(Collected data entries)
-- -- --
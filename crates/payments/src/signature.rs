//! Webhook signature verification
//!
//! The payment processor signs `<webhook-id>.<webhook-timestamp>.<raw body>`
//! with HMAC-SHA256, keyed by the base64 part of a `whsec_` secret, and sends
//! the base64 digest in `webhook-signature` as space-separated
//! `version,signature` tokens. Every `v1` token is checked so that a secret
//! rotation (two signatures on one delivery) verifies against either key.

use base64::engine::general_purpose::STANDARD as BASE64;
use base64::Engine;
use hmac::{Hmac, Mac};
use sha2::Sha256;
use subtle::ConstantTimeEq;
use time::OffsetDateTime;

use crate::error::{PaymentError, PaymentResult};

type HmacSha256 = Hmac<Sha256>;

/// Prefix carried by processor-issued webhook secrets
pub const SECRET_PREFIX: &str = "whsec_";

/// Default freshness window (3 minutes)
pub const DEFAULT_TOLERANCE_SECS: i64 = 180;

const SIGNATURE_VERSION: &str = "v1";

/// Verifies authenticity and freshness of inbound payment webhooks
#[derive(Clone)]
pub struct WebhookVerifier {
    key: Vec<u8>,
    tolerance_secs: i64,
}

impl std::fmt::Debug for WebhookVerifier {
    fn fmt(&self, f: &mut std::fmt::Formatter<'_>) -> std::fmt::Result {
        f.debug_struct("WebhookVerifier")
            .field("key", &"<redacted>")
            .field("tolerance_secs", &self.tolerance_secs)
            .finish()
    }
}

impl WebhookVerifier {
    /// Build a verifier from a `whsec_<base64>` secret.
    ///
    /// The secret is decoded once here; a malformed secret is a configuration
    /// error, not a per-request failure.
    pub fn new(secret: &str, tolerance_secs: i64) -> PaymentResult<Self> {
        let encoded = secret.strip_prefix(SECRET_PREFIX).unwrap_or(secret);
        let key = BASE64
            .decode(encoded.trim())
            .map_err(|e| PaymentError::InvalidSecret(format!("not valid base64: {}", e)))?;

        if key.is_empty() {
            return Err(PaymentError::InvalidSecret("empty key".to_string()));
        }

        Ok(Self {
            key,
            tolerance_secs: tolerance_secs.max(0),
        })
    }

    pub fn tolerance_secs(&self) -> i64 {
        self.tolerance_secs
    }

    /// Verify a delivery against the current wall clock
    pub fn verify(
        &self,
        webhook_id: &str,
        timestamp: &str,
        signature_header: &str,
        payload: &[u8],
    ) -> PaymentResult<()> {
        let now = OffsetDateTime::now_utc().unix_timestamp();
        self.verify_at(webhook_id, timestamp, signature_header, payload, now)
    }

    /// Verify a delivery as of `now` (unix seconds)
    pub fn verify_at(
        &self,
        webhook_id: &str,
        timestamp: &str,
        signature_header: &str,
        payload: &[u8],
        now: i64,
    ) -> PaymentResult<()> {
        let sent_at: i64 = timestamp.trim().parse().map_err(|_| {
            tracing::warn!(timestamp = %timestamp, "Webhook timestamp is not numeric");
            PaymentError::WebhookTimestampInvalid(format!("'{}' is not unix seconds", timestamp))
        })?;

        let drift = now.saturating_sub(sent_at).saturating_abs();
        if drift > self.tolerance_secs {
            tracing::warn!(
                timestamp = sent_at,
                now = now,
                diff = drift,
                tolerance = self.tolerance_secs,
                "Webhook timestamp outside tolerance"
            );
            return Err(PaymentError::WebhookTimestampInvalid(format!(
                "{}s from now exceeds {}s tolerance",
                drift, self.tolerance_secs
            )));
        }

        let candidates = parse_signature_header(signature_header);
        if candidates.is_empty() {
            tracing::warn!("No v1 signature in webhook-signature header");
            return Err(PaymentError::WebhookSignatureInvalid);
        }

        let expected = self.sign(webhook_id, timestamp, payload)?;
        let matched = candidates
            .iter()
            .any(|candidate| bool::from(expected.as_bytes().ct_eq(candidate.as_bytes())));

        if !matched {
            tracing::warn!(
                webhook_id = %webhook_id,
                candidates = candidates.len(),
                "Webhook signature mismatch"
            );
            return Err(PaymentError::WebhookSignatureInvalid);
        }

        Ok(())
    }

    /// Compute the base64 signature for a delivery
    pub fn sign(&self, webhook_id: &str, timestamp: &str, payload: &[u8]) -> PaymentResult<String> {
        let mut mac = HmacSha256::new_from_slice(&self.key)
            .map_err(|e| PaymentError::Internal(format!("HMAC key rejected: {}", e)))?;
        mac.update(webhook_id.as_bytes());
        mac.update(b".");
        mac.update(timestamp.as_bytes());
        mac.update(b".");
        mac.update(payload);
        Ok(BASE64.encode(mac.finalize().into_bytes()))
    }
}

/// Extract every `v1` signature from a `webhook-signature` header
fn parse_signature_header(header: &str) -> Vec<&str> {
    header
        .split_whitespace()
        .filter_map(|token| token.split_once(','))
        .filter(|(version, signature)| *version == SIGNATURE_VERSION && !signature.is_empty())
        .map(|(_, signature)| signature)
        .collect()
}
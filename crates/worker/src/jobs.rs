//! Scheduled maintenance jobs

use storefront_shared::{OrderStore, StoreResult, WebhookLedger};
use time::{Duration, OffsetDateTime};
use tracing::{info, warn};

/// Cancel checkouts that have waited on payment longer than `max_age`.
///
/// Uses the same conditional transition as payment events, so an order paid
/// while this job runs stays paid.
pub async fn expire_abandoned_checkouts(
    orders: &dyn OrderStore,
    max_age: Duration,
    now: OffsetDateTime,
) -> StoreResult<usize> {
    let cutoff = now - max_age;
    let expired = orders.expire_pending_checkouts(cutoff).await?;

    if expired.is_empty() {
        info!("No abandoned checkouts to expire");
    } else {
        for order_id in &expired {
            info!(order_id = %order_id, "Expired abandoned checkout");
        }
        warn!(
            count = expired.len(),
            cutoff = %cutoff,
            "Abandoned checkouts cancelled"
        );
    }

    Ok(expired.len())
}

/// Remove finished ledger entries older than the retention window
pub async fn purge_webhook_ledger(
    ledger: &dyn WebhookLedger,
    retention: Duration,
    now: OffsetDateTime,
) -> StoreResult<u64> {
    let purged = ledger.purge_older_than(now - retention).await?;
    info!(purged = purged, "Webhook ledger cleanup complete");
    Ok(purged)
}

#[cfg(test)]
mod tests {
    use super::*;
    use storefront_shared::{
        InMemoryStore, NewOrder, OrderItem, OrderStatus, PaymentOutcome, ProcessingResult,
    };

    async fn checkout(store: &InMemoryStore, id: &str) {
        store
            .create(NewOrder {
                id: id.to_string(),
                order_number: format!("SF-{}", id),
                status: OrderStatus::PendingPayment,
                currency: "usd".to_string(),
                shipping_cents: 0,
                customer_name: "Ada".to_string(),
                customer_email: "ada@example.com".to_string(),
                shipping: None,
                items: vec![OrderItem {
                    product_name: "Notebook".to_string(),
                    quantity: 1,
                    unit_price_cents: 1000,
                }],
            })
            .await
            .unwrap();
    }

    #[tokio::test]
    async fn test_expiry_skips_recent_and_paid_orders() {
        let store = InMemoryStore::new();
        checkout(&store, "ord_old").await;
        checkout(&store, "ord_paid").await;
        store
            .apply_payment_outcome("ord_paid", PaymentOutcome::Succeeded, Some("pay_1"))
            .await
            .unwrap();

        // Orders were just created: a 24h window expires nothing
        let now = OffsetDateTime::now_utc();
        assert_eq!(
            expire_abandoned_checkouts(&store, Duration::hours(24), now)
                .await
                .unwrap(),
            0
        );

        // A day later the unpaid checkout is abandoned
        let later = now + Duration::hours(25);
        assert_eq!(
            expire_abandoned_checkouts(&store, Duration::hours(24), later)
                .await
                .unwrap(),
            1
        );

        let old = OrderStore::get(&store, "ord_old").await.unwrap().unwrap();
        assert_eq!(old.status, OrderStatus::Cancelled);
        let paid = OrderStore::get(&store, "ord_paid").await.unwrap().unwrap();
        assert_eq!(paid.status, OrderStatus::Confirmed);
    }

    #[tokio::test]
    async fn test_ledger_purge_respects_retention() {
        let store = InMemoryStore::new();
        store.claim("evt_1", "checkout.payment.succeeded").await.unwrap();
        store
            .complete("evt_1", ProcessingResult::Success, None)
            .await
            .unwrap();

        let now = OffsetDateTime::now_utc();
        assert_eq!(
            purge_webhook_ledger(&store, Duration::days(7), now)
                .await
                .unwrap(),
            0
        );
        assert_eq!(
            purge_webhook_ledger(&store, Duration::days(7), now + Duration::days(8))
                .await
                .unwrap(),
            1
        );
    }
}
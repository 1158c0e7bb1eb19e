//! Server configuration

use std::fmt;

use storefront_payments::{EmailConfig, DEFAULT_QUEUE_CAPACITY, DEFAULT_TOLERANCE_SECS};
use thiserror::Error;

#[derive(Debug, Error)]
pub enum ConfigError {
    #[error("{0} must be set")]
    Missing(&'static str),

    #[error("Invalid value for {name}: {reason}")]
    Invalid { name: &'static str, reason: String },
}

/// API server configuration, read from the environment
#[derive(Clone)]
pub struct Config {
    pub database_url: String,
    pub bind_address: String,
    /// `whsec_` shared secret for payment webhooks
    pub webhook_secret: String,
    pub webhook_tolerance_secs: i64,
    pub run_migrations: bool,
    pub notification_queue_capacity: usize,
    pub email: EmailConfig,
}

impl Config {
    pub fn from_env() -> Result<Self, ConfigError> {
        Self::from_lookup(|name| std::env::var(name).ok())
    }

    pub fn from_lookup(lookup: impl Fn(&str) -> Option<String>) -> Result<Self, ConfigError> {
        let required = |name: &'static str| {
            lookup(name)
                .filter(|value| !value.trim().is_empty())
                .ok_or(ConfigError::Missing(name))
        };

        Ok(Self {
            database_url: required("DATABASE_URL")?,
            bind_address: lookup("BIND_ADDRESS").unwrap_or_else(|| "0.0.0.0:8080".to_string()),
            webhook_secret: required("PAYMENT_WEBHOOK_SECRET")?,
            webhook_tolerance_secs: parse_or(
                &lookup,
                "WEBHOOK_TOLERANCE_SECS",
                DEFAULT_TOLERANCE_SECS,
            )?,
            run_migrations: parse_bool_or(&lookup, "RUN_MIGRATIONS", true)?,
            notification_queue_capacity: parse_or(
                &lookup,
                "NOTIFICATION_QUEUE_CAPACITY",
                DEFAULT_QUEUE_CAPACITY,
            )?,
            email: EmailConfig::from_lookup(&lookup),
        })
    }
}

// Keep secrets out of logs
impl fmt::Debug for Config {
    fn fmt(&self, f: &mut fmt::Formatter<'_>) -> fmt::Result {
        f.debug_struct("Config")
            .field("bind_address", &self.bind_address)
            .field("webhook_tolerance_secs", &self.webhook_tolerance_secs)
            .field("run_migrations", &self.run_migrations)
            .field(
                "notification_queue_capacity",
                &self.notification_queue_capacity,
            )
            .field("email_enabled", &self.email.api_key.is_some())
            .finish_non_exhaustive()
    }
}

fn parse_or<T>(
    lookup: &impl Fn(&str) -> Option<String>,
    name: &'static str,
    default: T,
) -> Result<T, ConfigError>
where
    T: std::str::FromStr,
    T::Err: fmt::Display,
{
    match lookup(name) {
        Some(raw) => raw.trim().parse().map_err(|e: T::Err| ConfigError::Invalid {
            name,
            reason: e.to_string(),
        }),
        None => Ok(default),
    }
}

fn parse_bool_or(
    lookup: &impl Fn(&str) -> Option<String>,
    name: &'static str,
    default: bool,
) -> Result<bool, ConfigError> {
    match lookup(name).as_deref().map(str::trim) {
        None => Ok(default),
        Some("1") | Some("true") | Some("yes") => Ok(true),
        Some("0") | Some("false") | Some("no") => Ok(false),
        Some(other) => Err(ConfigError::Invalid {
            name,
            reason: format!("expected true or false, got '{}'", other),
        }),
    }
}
-- -- --
■ **Task brief**:
Copy out only the lines above from the one with "use base64::Engine;" to the one with "a per-request failure.", inclusive, exactly as they stand.

■ **Output of the task**:
use base64::Engine;
use hmac::{Hmac, Mac};
use sha2::Sha256;
use subtle::ConstantTimeEq;
use time::OffsetDateTime;

use crate::error::{PaymentError, PaymentResult};

type HmacSha256 = Hmac<Sha256>;

/// Prefix carried by processor-issued webhook secrets
pub const SECRET_PREFIX: &str = "whsec_";

/// Default freshness window (3 minutes)
pub const DEFAULT_TOLERANCE_SECS: i64 = 180;

const SIGNATURE_VERSION: &str = "v1";

/// Verifies authenticity and freshness of inbound payment webhooks
#[derive(Clone)]
pub struct WebhookVerifier {
    key: Vec<u8>,
    tolerance_secs: i64,
}

impl std::fmt::Debug for WebhookVerifier {
    fn fmt(&self, f: &mut std::fmt::Formatter<'_>) -> std::fmt::Result {
        f.debug_struct("WebhookVerifier")
            .field("key", &"<redacted>")
            .field("tolerance_secs", &self.tolerance_secs)
            .finish()
    }
}

impl WebhookVerifier {
    /// Build a verifier from a `whsec_<base64>` secret.
    ///
    /// The secret is decoded once here; a malformed secret is a configuration
    /// error, not a per-request failure.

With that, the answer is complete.